Время Лохов (СИ) - Безрук Юрий - Страница 12
- Предыдущая
- 12/59
- Следующая
Вышли во двор. Стемнело еще больше, но уличные фонари и снег не давали тьме сгуститься.
Баскак закурил. Я отказался.
- С завода-то чего ушел? Попробуй, найди сейчас чего-нибудь.
- Не знаю. Не хочу сейчас задумываться над этим, но что не вернусь - это точно, опостылело унижаться.
- И куда теперь?
- Там видно будет, - не больно весело усмехнулся я. - Пойду. Спасибо за игру, прямо душу отвел. Увидимся еще как-нибудь.
- Конечно увидимся, - горячо пожал мою руку Баскаков.
Разошлись. Меня резануло прощание с другом: как будто мы снова расставались на долгие годы. Но уже через пару минут, взбодрившись морозным воздухом, я и думать об этом забыл, не шел, а словно парил над землей. Меня это радовало: возвращалось старое ощущение парения, которое всегда возникало у меня после каждой тренировки и которое потом, казалось, ушло навсегда. Значит, я еще полон сил, еще не сдался, во мне остался жар, подпитывающий изнутри. И эта авантюра со стиральным порошком… По сути, я еще час назад был безработным, - а тут тебе первое предложение. И хотя я от него отказался, знак, что нечего отчаиваться, судьба еще не раз даст реальный шанс подняться, был мной воспринят с радостью: будут еще подобные предложения, будет и на моей улице праздник, надо только сильно верить в это. По-настоящему.
7
Вы никогда не задумывались, каково это чувствовать себя безработным? Хотя нет, не совсем точно. Безработный - скорее всего и, наверное, прежде всего человек, ищущий работу, жаждущий найти, желающий работать. Я же пока ничего не желал, я отдыхал, пытался на полную катушку проникнуться новым чувством: ощущением свободы. Я не собирался стать тунеядцем, существом, которое полностью осознало вкус безделья, не собирался сидеть на чьей-либо шее, лодырничать, просто наслаждался своим ничегонеделаньем.

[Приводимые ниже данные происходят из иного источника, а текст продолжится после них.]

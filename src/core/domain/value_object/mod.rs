mod api_release;
mod vsphere_password;
mod vsphere_session_id;
mod vsphere_url;
mod vsphere_username;

pub use api_release::{ApiRelease, DEFAULT_API_RELEASE};
pub use vsphere_password::VspherePassword;
pub use vsphere_session_id::{SESSION_HEADER, VsphereSessionId};
pub use vsphere_url::VsphereUrl;
pub use vsphere_username::VsphereUsername;

// Re-export validation functions for internal use
pub(crate) use api_release::validate_api_release;
pub(crate) use vsphere_password::validate_password;
pub(crate) use vsphere_session_id::validate_session_id;
pub(crate) use vsphere_url::parse_url;
pub(crate) use vsphere_username::validate_username;
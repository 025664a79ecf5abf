//! Managed object references as carried by the VI/JSON API.
//!
//! Every inventory object is addressed by a `{type, value}` pair such as
//! `{"type": "Datastore", "value": "datastore-17"}`. The `value` is stable
//! for the lifetime of the object and unique per vCenter, unlike names.

use serde::ser::SerializeStruct;
use serde::{Deserialize, Serialize, Serializer};

/// Reference to a managed object in the vCenter inventory.
#[derive(Debug, Clone, PartialEq, Eq, Hash, Deserialize)]
pub struct ManagedObjectReference {
    /// Managed object type (e.g. `Folder`, `StoragePod`, `Datastore`).
    #[serde(rename = "type")]
    pub kind: String,
    /// Per-object identifier (e.g. `group-p42`).
    pub value: String,
}

impl ManagedObjectReference {
    pub fn new(kind: impl Into<String>, value: impl Into<String>) -> Self {
        Self {
            kind: kind.into(),
            value: value.into(),
        }
    }

    /// Returns `true` if the reference points at an object of `kind`.
    #[must_use]
    pub fn is(&self, kind: &str) -> bool {
        self.kind == kind
    }
}

impl std::fmt::Display for ManagedObjectReference {
    fn fmt(&self, f: &mut std::fmt::Formatter<'_>) -> std::fmt::Result {
        write!(f, "{}:{}", self.kind, self.value)
    }
}

// The wire form must carry the `_typeName` discriminator when sent as an
// argument, so serialization is written out by hand.
impl Serialize for ManagedObjectReference {
    fn serialize<S>(&self, serializer: S) -> Result<S::Ok, S::Error>
    where
        S: Serializer,
    {
        let mut state = serializer.serialize_struct("ManagedObjectReference", 3)?;
        state.serialize_field("_typeName", "ManagedObjectReference")?;
        state.serialize_field("type", &self.kind)?;
        state.serialize_field("value", &self.value)?;
        state.end()
    }
}

/// The subset of `ServiceInstance.content` needed for inventory traversal.
#[derive(Debug, Clone, PartialEq, Deserialize)]
#[serde(rename_all = "camelCase")]
pub struct ServiceContent {
    /// Root of the inventory tree.
    pub root_folder: ManagedObjectReference,
    /// Session manager used for login/logout.
    pub session_manager: ManagedObjectReference,
    /// Search index used for inventory path lookups.
    pub search_index: ManagedObjectReference,
}
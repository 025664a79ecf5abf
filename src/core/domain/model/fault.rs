//! Fault bodies returned by the VI/JSON API on non-success responses.

use serde::Deserialize;

/// A server-side fault such as `InvalidLogin` or `ManagedObjectNotFound`.
#[derive(Debug, Clone, PartialEq, Deserialize)]
pub struct VimFault {
    #[serde(rename = "_typeName")]
    pub type_name: String,
    #[serde(default)]
    pub faultstring: Option<String>,
}

impl VimFault {
    /// Parses a fault body, returning `None` for anything else.
    pub fn parse(body: &str) -> Option<Self> {
        serde_json::from_str(body).ok()
    }

    #[must_use]
    pub fn is_invalid_login(&self) -> bool {
        matches!(self.type_name.as_str(), "InvalidLogin" | "NotAuthenticated")
    }

    /// `faultstring` when present, else the fault type.
    #[must_use]
    pub fn message(&self) -> &str {
        self.faultstring.as_deref().unwrap_or(&self.type_name)
    }
}
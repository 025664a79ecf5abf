//! Datacenter selection and storage pod discovery.

use crate::core::domain::{
    error::{VsphereError, VsphereResult},
    inventory_client::{DATASTORE_FOLDER_LOOKUPS, InventoryClient},
    model::{
        inventory::{DatacenterRef, StoragePod},
        managed_object::ManagedObjectReference,
    },
};
use std::collections::HashSet;
use tracing::debug;

/// Picks the datacenter to report on.
///
/// A requested name matches a datacenter name first, then an inventory path
/// (`Folder/DC01`). Without a name the only datacenter is used; with zero or
/// several candidates the selection fails with `NotFound`.
pub fn select_datacenter(
    datacenters: &[DatacenterRef],
    requested: Option<&str>,
) -> VsphereResult<DatacenterRef> {
    match requested {
        Some(name) => datacenters
            .iter()
            .find(|dc| dc.name == name)
            .or_else(|| {
                datacenters
                    .iter()
                    .find(|dc| dc.inventory_path == name.trim_matches('/'))
            })
            .cloned()
            .ok_or_else(|| VsphereError::NotFound(format!("datacenter '{}' not found", name))),
        None => match datacenters {
            [only] => Ok(only.clone()),
            [] => Err(VsphereError::NotFound("no datacenters found".to_string())),
            _ => Err(VsphereError::NotFound(
                "default datacenter resolves to multiple instances".to_string(),
            )),
        },
    }
}

/// Locates the datacenter's datastore folders.
///
/// Each entry of `DATASTORE_FOLDER_LOOKUPS` is tried in order and the first
/// successful, non-empty result is returned. When every lookup comes back
/// empty the result is empty; when none succeeds the last error is returned.
pub async fn discover_datastore_folders<C>(
    client: &C,
    datacenter: &DatacenterRef,
) -> VsphereResult<Vec<ManagedObjectReference>>
where
    C: InventoryClient + ?Sized,
{
    let mut last_error = None;
    let mut any_succeeded = false;

    for lookup in DATASTORE_FOLDER_LOOKUPS {
        match client.find_datastore_folders(datacenter, lookup).await {
            Ok(folders) if !folders.is_empty() => {
                debug!(?lookup, count = folders.len(), "found datastore folders");
                return Ok(folders);
            }
            Ok(_) => {
                any_succeeded = true;
                debug!(?lookup, "no datastore folder for lookup");
            }
            Err(e) => {
                debug!(?lookup, error = %e, "datastore folder lookup failed");
                last_error = Some(e);
            }
        }
    }

    match last_error {
        Some(e) if !any_succeeded => Err(e),
        _ => Ok(Vec::new()),
    }
}

/// Lists the datastore clusters of a datacenter in discovery order.
///
/// Folders whose children cannot be listed are skipped. A pod reachable
/// through several folders is reported once.
pub async fn discover_storage_pods<C>(
    client: &C,
    datacenter: &DatacenterRef,
) -> VsphereResult<Vec<StoragePod>>
where
    C: InventoryClient + ?Sized,
{
    let folders = discover_datastore_folders(client, datacenter).await?;
    let mut seen = HashSet::new();
    let mut pods = Vec::new();

    for folder in &folders {
        match client.list_storage_pods(folder).await {
            Ok(found) => pods.extend(
                found
                    .into_iter()
                    .filter(|pod| seen.insert(pod.reference.value.clone())),
            ),
            Err(e) => debug!(folder = %folder, error = %e, "skipping datastore folder"),
        }
    }

    debug!(datacenter = %datacenter.name, count = pods.len(), "discovered storage pods");
    Ok(pods)
}
pub(crate) mod application;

Меня теперь мало что беспокоило. Расчетных, которые я чудом получил (чудом, ибо люди иногда по полгода ждут подобной подачки), при скромном рационе мне хватит месяца на полтора. Значит, я ещё смогу куда-нибудь съездить. К примеру, на шабашку (калымная работа и при Союзе всегда была денежной). Но пока я только спал, ел, смотрел телевизор или читал, заранее зная, что всё это мне скоро надоест. Но я упорно продолжал читать, смотреть телевизор и кайфовать от свободы, иногда, правда, ловя себя на мысли, что все это так, несерьезно, временно, что пройдёт какое-то время и я снова поднимусь в шесть утра, выпью горячего крепкого чаю со свежим аппетитным бутербродом (сливочное масло поверх срезанного куска батона я с удовольствием размажу вдоль и поперек кухонным ножом), потом закоулками побреду мимо Центра занятости, мимо нового здания налоговой инспекции (моя бывшая восьмилетка), миную недлинный ряд вытянутых слева и справа однообразных гаражей и вольюсь в конце концов в гудящий, как пчелиный рой, поток таких же работяг, как и я. Но чудес не бывает, и я снова, открыв поутру глаза, вижу свой посеревший от времени потолок, оклеенные бумажными обоями стены, настенные часы над входом в гостиную и вспоминаю, что на самом деле я остался без работы и без жены.
Лида, видно, совсем про меня забыла, а может, нарочно играет в “кто кого пересидит”. Ну и пусть играет, я не пропаду, я уверен в себе как никогда. Разбазаривать нажитое имущество не в моем характере, спиться не сопьюсь - не больно на спиртное падок, загулять не загуляю - ленивым стал в последнее время на баб. Так что еще неизвестно, кому от ее ухода стало хуже. Как прежде я встаю в шесть утра (привычка еще не оставила), пью чай, слушаю музыку, потом до восьми заваливаюсь читать. Это время раскачки. Часам к десяти иду на рынок, затариваюсь, заглядываю к родителям (жалобно воркующая мать, туманно глядящий отец - у него почти с каждым днем ухудшается зрение). Вернувшись домой, опять раскрываю книгу, вечером смотрю телевизор (особенно полюбившийся в последнее время “Форт Баярд”) или бегу играть в баскетбол в “бурсу”, если там есть Баскаков, - так и проходят однообразно мои теперешние дни.
Мать, конечно, меня жалеет, потому что сильно любит. Жалеет больше о том, что я остался один, а не потому, что от меня ушла Лида.
Мама никогда не считала Лиду моей второй половиной. “Вы совершенно разные, - как-то обмолвилась она. - Тебе будет с ней трудно”. Сказала один раз, больше не повторялась, во всём и всегда предоставляя мне право выбора. Я был ей за это благодарен.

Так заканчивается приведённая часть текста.